■ **PROBLEM TO WORK ON**: Every entry has to be restated word for word.

*** Begin section ***

use anyhow::{anyhow, Result};
use ndarray::{Array, Array1, Array4, ArrayView4, Axis};
use rand::Rng;
use rand_distr::StandardNormal;

/// A batch of images laid out as `(N, C, H, W)`.
pub type ImageBatch = Array4<f32>;
/// One class index per sample.
pub type Labels = Array1<usize>;

/// L2 norm of every sample in the batch.
pub fn sample_norms(batch: &ArrayView4<f32>) -> Array1<f32> {
    batch
        .outer_iter()
        .map(|sample| sample.iter().map(|v| v * v).sum::<f32>().sqrt())
        .collect()
}

/// L2 distance between matching samples of two batches.
pub fn l2_distances(a: &ImageBatch, b: &ImageBatch) -> Array1<f32> {
    let diff = a - b;
    sample_norms(&diff.view())
}

/// Inner product between matching samples of two batches.
pub fn sample_dots(a: &ImageBatch, b: &ImageBatch) -> Array1<f32> {
    a.outer_iter()
        .zip(b.outer_iter())
        .map(|(x, y)| x.iter().zip(y.iter()).map(|(p, q)| p * q).sum::<f32>())
        .collect()
}

/// Multiplies each sample `i` by `factors[i]`.
pub fn scale_samples(batch: &ImageBatch, factors: &Array1<f32>) -> ImageBatch {
    let factors = factors
        .view()
        .insert_axis(Axis(1))
        .insert_axis(Axis(2))
        .insert_axis(Axis(3));
    batch * &factors
}

/// Per-sample norms with zeros replaced by one, safe to divide by.
pub fn safe_norms(batch: &ImageBatch) -> Array1<f32> {
    sample_norms(&batch.view()).mapv(|n| if n == 0.0 { 1.0 } else { n })
}

/// Rescales every sample to unit L2 norm. All-zero samples are left as zeros.
pub fn normalize_samples(batch: &ImageBatch) -> ImageBatch {
    let inv = safe_norms(batch).mapv(|n| 1.0 / n);
    scale_samples(batch, &inv)
}

/// Clamps every pixel into `[0, 1]`. NaN pixels become 0.
pub fn clamp_unit(batch: &mut ImageBatch) {
    batch.mapv_inplace(|v| if v.is_nan() { 0.0 } else { v.clamp(0.0, 1.0) });
}

pub fn within_unit(batch: &ImageBatch) -> bool {
    batch.iter().all(|v| (0.0..=1.0).contains(v))
}

/// Copies sample `i` of `candidates` into `current` wherever `mask[i]` is set.
/// Returns how many samples were replaced.
pub fn select_samples(
    mask: &Array1<bool>,
    current: &mut ImageBatch,
    candidates: &ImageBatch,
) -> Result<usize> {
    if current.dim() != candidates.dim() {
        return Err(anyhow!(
            "Batch shapes differ: {:?} vs {:?}",
            current.dim(),
            candidates.dim()
        ));
    }
    if mask.len() != current.len_of(Axis(0)) {
        return Err(anyhow!(
            "Mask length ({}) does not match batch size ({})",
            mask.len(),
            current.len_of(Axis(0))
        ));
    }
    let mut replaced = 0;
    for (i, &m) in mask.iter().enumerate() {
        if m {
            current
                .index_axis_mut(Axis(0), i)
                .assign(&candidates.index_axis(Axis(0), i));
            replaced += 1;
        }
    }
    Ok(replaced)
}

/// Uniform samples in `[0, 1)` with the given `(N, C, H, W)` shape.
pub fn uniform_batch<R: Rng>(dim: (usize, usize, usize, usize), rng: &mut R) -> ImageBatch {
    Array::from_shape_fn(dim, |_| rng.gen::<f32>())
}

/// Standard normal samples with the given `(N, C, H, W)` shape.
pub fn normal_batch<R: Rng>(dim: (usize, usize, usize, usize), rng: &mut R) -> ImageBatch {
    Array::from_shape_fn(dim, |_| rng.sample::<f32, _>(StandardNormal))
}

/// Fraction of set entries. Empty masks have a rate of zero.
pub fn success_rate(mask: &Array1<bool>) -> f32 {
    if mask.is_empty() {
        return 0.0;
    }
    mask.iter().filter(|&&m| m).count() as f32 / mask.len() as f32
}

/// Mean over the finite entries, `None` when there are none.
pub fn mean_finite(values: &Array1<f32>) -> Option<f32> {
    let (sum, count) = values
        .iter()
        .filter(|v| v.is_finite())
        .fold((0.0f32, 0usize), |(s, c), v| (s + v, c + 1));
    if count == 0 {
        None
    } else {
        Some(sum / count as f32)
    }
}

*** End section ***

■ **TASK OUTPUT**:
use anyhow::{anyhow, Result};
use ndarray::{Array, Array1, Array4, ArrayView4, Axis};
use rand::Rng;
use rand_distr::StandardNormal;

/// A batch of images laid out as `(N, C, H, W)`.
pub type ImageBatch = Array4<f32>;
/// One class index per sample.
pub type Labels = Array1<usize>;

/// L2 norm of every sample in the batch.
pub fn sample_norms(batch: &ArrayView4<f32>) -> Array1<f32> {
    batch
        .outer_iter()
        .map(|sample| sample.iter().map(|v| v * v).sum::<f32>().sqrt())
        .collect()
}

/// L2 distance between matching samples of two batches.
pub fn l2_distances(a: &ImageBatch, b: &ImageBatch) -> Array1<f32> {
    let diff = a - b;
    sample_norms(&diff.view())
}

/// Inner product between matching samples of two batches.
pub fn sample_dots(a: &ImageBatch, b: &ImageBatch) -> Array1<f32> {
    a.outer_iter()
        .zip(b.outer_iter())
        .map(|(x, y)| x.iter().zip(y.iter()).map(|(p, q)| p * q).sum::<f32>())
        .collect()
}

/// Multiplies each sample `i` by `factors[i]`.
pub fn scale_samples(batch: &ImageBatch, factors: &Array1<f32>) -> ImageBatch {
    let factors = factors
        .view()
        .insert_axis(Axis(1))
        .insert_axis(Axis(2))
        .insert_axis(Axis(3));
    batch * &factors
}

/// Per-sample norms with zeros replaced by one, safe to divide by.
pub fn safe_norms(batch: &ImageBatch) -> Array1<f32> {
    sample_norms(&batch.view()).mapv(|n| if n == 0.0 { 1.0 } else { n })
}

/// Rescales every sample to unit L2 norm. All-zero samples are left as zeros.
pub fn normalize_samples(batch: &ImageBatch) -> ImageBatch {
    let inv = safe_norms(batch).mapv(|n| 1.0 / n);
    scale_samples(batch, &inv)
}

/// Clamps every pixel into `[0, 1]`. NaN pixels become 0.
pub fn clamp_unit(batch: &mut ImageBatch) {
    batch.mapv_inplace(|v| if v.is_nan() { 0.0 } else { v.clamp(0.0, 1.0) });
}

pub fn within_unit(batch: &ImageBatch) -> bool {
    batch.iter().all(|v| (0.0..=1.0).contains(v))
}

/// Copies sample `i` of `candidates` into `current` wherever `mask[i]` is set.
/// Returns how many samples were replaced.
pub fn select_samples(
    mask: &Array1<bool>,
    current: &mut ImageBatch,
    candidates: &ImageBatch,
) -> Result<usize> {
    if current.dim() != candidates.dim() {
        return Err(anyhow!(
            "Batch shapes differ: {:?} vs {:?}",
            current.dim(),
            candidates.dim()
        ));
    }
    if mask.len() != current.len_of(Axis(0)) {
        return Err(anyhow!(
            "Mask length ({}) does not match batch size ({})",
            mask.len(),
            current.len_of(Axis(0))
        ));
    }
    let mut replaced = 0;
    for (i, &m) in mask.iter().enumerate() {
        if m {
            current
                .index_axis_mut(Axis(0), i)
                .assign(&candidates.index_axis(Axis(0), i));
            replaced += 1;
        }
    }
    Ok(replaced)
}

/// Uniform samples in `[0, 1)` with the given `(N, C, H, W)` shape.
pub fn uniform_batch<R: Rng>(dim: (usize, usize, usize, usize), rng: &mut R) -> ImageBatch {
    Array::from_shape_fn(dim, |_| rng.gen::<f32>())
}

/// Standard normal samples with the given `(N, C, H, W)` shape.
pub fn normal_batch<R: Rng>(dim: (usize, usize, usize, usize), rng: &mut R) -> ImageBatch {
    Array::from_shape_fn(dim, |_| rng.sample::<f32, _>(StandardNormal))
}

/// Fraction of set entries. Empty masks have a rate of zero.
pub fn success_rate(mask: &Array1<bool>) -> f32 {
    if mask.is_empty() {
        return 0.0;
    }
    mask.iter().filter(|&&m| m).count() as f32 / mask.len() as f32
}

/// Mean over the finite entries, `None` when there are none.
pub fn mean_finite(values: &Array1<f32>) -> Option<f32> {
    let (sum, count) = values
        .iter()
        .filter(|v| v.is_finite())
        .fold((0.0f32, 0usize), |(s, c), v| (s + v, c + 1));
    if count == 0 {
        None
    } else {
        Some(sum / count as f32)
    }
}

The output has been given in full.